▶ Exercise requirements: From the data below, return the exact lines starting at the line containing "let (response_mime_type, response_schema)" and ending at the line containing "async fn send_request(&self, request: &CompletionRequest)", both included, and nothing else.

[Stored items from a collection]
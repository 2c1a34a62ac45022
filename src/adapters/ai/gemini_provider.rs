//! Gemini Provider - Implementation of AIProvider for Google's Generative Language API.
//!
//! Sends one `generateContent` call per completion. When the request carries
//! a JSON schema, the call asks for `application/json` output constrained by
//! that schema.
//!
//! # Configuration
//!
//! ```ignore
//! let config = GeminiConfig::new(api_key)
//!     .with_model("gemini-2.5-flash")
//!     .with_timeout(Duration::from_secs(30));
//!
//! let provider = GeminiProvider::new(config)?;
//! ```
//!
//! Failures are surfaced immediately. There is no retry loop.

use async_trait::async_trait;
use reqwest::{Client, Response};
use secrecy::{ExposeSecret, Secret};
use serde::{Deserialize, Serialize};
use serde_json::Value;
use std::time::Duration;

use crate::ports::{
    AIError, AIProvider, CompletionRequest, CompletionResponse, FinishReason, ProviderInfo,
    ResponseFormat,
};

pub const DEFAULT_GEMINI_MODEL: &str = "gemini-2.5-flash";
pub const DEFAULT_GEMINI_BASE_URL: &str = "https://generativelanguage.googleapis.com/v1beta";

/// Configuration for the Gemini provider.
#[derive(Debug, Clone)]
pub struct GeminiConfig {
    /// API key sent as `x-goog-api-key`.
    api_key: Secret<String>,
    /// Model to use (e.g., "gemini-2.5-flash").
    pub model: String,
    /// Base URL for the API.
    pub base_url: String,
    /// Request timeout.
    pub timeout: Duration,
}

impl GeminiConfig {
    /// Creates a new configuration with the given API key.
    pub fn new(api_key: impl Into<String>) -> Self {
        Self {
            api_key: Secret::new(api_key.into()),
            model: DEFAULT_GEMINI_MODEL.to_string(),
            base_url: DEFAULT_GEMINI_BASE_URL.to_string(),
            timeout: Duration::from_secs(60),
        }
    }

    /// Sets the model.
    pub fn with_model(mut self, model: impl Into<String>) -> Self {
        self.model = model.into();
        self
    }

    /// Sets the base URL (for testing or proxies).
    pub fn with_base_url(mut self, url: impl Into<String>) -> Self {
        self.base_url = url.into();
        self
    }

    /// Sets the request timeout.
    pub fn with_timeout(mut self, timeout: Duration) -> Self {
        self.timeout = timeout;
        self
    }

    fn api_key(&self) -> &str {
        self.api_key.expose_secret()
    }
}

/// Gemini API provider implementation.
#[derive(Debug, Clone)]
pub struct GeminiProvider {
    config: GeminiConfig,
    client: Client,
}

impl GeminiProvider {
    /// Creates a new Gemini provider with the given configuration.
    pub fn new(config: GeminiConfig) -> Result<Self, AIError> {
        let client = Client::builder()
            .timeout(config.timeout)
            .build()
            .map_err(|e| AIError::InvalidRequest(format!("Failed to create HTTP client: {}", e)))?;

        Ok(Self { config, client })
    }

    /// Builds the generateContent endpoint URL.
    fn generate_url(&self) -> String {
        format!(
            "{}/models/{}:generateContent",
            self.config.base_url.trim_end_matches('/'),
            self.config.model
        )
    }

    /// Converts our request to Gemini's format.
    fn to_gemini_request(request: &CompletionRequest) -> GeminiRequest {
        let (response_mime_type, response_schema) = match &request.response_format {
            ResponseFormat::Text => (None, None),
            ResponseFormat::Json { schema } => {
                (Some("application/json".to_string()), Some(schema.clone()))
            }
        };

        let generation_config = if request.temperature.is_none() && response_mime_type.is_none() {
            None
        } else {
            Some(GenerationConfig {
                temperature: request.temperature,
                response_mime_type,
                response_schema,
            })
        };

        GeminiRequest {
            contents: vec![GeminiContent {
                parts: vec![GeminiPart {
                    text: request.prompt.clone(),
                }],
            }],
            generation_config,
        }
    }

    /// Sends a request and handles transport errors.
    async fn send_request(&self, request: &CompletionRequest) -> Result<Response, AIError> {
        let gemini_request = Self::to_gemini_request(request);

        self.client
            .post(self.generate_url())
            .header("x-goog-api-key", self.config.api_key())
            .header("Content-Type", "application/json")
            .json(&gemini_request)
            .send()
            .await
            .map_err(|e| {
                if e.is_timeout() {
                    AIError::Timeout {
                        timeout_secs: self.config.timeout.as_secs() as u32,
                    }
                } else if e.is_connect() {
                    AIError::network(format!("Connection failed: {}", e))
                } else {
                    AIError::network(e.to_string())
                }
            })
    }

    /// Maps non-success statuses to errors.
    async fn handle_response_status(response: Response) -> Result<Response, AIError> {
        let status = response.status();

        if status.is_success() {
            return Ok(response);
        }

        let error_body = response.text().await.unwrap_or_default();
        Err(Self::status_error(status.as_u16(), &error_body))
    }

    fn status_error(status: u16, error_body: &str) -> AIError {
        match status {
            401 | 403 => AIError::AuthenticationFailed,
            // Gemini reports a bad key as 400 INVALID_ARGUMENT
            400 if error_body.contains("API_KEY_INVALID") => AIError::AuthenticationFailed,
            400 => AIError::InvalidRequest(error_body.to_string()),
            429 => AIError::rate_limited(Self::parse_retry_after(error_body)),
            500..=599 => {
                AIError::unavailable(format!("Server error {}: {}", status, error_body))
            }
            _ => AIError::network(format!("Unexpected status {}: {}", status, error_body)),
        }
    }

    /// Reads `retryDelay` ("17s") from a RetryInfo error detail.
    fn parse_retry_after(error_body: &str) -> u32 {
        serde_json::from_str::<Value>(error_body)
            .ok()
            .and_then(|parsed| {
                parsed
                    .pointer("/error/details")
                    .and_then(Value::as_array)
                    .and_then(|details| {
                        details
                            .iter()
                            .find_map(|d| d.get("retryDelay").and_then(Value::as_str))
                            .map(str::to_owned)
                    })
            })
            .and_then(|delay| {
                let secs = delay.trim_end_matches('s');
                secs.split('.').next().and_then(|s| s.parse::<u32>().ok())
            })
            .unwrap_or(30)
    }

    /// Extracts the completion from a decoded response body.
    fn parse_body(body: GeminiResponse, fallback_model: &str) -> Result<CompletionResponse, AIError> {
        if let Some(reason) = body.prompt_feedback.and_then(|f| f.block_reason) {
            return Err(AIError::content_filtered(reason));
        }

        let candidate = body
            .candidates
            .into_iter()
            .next()
            .ok_or_else(|| AIError::parse("No candidates in response"))?;

        let finish_reason = match candidate.finish_reason.as_deref() {
            Some("MAX_TOKENS") => FinishReason::Length,
            Some("SAFETY") | Some("RECITATION") | Some("BLOCKLIST") | Some("PROHIBITED_CONTENT") => {
                FinishReason::ContentFilter
            }
            _ => FinishReason::Stop,
        };

        let content: String = candidate
            .content
            .map(|c| c.parts.into_iter().filter_map(|p| p.text).collect())
            .unwrap_or_default();

        if content.is_empty() {
            if finish_reason == FinishReason::ContentFilter {
                return Err(AIError::content_filtered(
                    candidate.finish_reason.unwrap_or_default(),
                ));
            }
            return Err(AIError::parse("Empty candidate content"));
        }

        Ok(CompletionResponse {
            content,
            model: body
                .model_version
                .unwrap_or_else(|| fallback_model.to_string()),
            finish_reason,
        })
    }

    async fn parse_response(&self, response: Response) -> Result<CompletionResponse, AIError> {
        let response = Self::handle_response_status(response).await?;

        let body: GeminiResponse = response
            .json()
            .await
            .map_err(|e| AIError::parse(format!("Failed to parse response: {}", e)))?;

        Self::parse_body(body, &self.config.model)
    }
}

#[async_trait]
impl AIProvider for GeminiProvider {
    async fn complete(&self, request: CompletionRequest) -> Result<CompletionResponse, AIError> {
        tracing::debug!(
            trace_id = %request.trace_id,
            model = %self.config.model,
            json = request.response_format.is_json(),
            "Sending Gemini generateContent request"
        );

        let response = self.send_request(&request).await?;
        let result = self.parse_response(response).await;

        if let Err(e) = &result {
            tracing::warn!(trace_id = %request.trace_id, error = %e, "Gemini request failed");
        }
        result
    }

    fn provider_info(&self) -> ProviderInfo {
        ProviderInfo::new("gemini", self.config.model.clone())
    }
}

// ════════════════════════════════════════════════════════════════════════════════
// Gemini API Types
// ════════════════════════════════════════════════════════════════════════════════

#[derive(Debug, Serialize)]
#[serde(rename_all = "camelCase")]
struct GeminiRequest {
    contents: Vec<GeminiContent>,
    #[serde(skip_serializing_if = "Option::is_none")]
    generation_config: Option<GenerationConfig>,
}

#[derive(Debug, Serialize)]
struct GeminiContent {
    parts: Vec<GeminiPart>,
}

#[derive(Debug, Serialize)]
struct GeminiPart {
    text: String,
}

#[derive(Debug, Serialize)]
#[serde(rename_all = "camelCase")]
struct GenerationConfig {
    #[serde(skip_serializing_if = "Option::is_none")]
    temperature: Option<f32>,
    #[serde(skip_serializing_if = "Option::is_none")]
    response_mime_type: Option<String>,
    #[serde(skip_serializing_if = "Option::is_none")]
    response_schema: Option<Value>,
}

#[derive(Debug, Deserialize)]
#[serde(rename_all = "camelCase")]
struct GeminiResponse {
    #[serde(default)]
    candidates: Vec<GeminiCandidate>,
    prompt_feedback: Option<PromptFeedback>,
    model_version: Option<String>,
}

#[derive(Debug, Deserialize)]
#[serde(rename_all = "camelCase")]
struct GeminiCandidate {
    content: Option<CandidateContent>,
    finish_reason: Option<String>,
}

#[derive(Debug, Deserialize)]
struct CandidateContent {
    #[serde(default)]
    parts: Vec<CandidatePart>,
}

#[derive(Debug, Deserialize)]
struct CandidatePart {
    text: Option<String>,
}

#[derive(Debug, Deserialize)]
#[serde(rename_all = "camelCase")]
struct PromptFeedback {
    block_reason: Option<String>,
}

▶ Answer to this exercise:
        let (response_mime_type, response_schema) = match &request.response_format {
            ResponseFormat::Text => (None, None),
            ResponseFormat::Json { schema } => {
                (Some("application/json".to_string()), Some(schema.clone()))
            }
        };

        let generation_config = if request.temperature.is_none() && response_mime_type.is_none() {
            None
        } else {
            Some(GenerationConfig {
                temperature: request.temperature,
                response_mime_type,
                response_schema,
            })
        };

        GeminiRequest {
            contents: vec![GeminiContent {
                parts: vec![GeminiPart {
                    text: request.prompt.clone(),
                }],
            }],
            generation_config,
        }
    }

    /// Sends a request and handles transport errors.
    async fn send_request(&self, request: &CompletionRequest) -> Result<Response, AIError> {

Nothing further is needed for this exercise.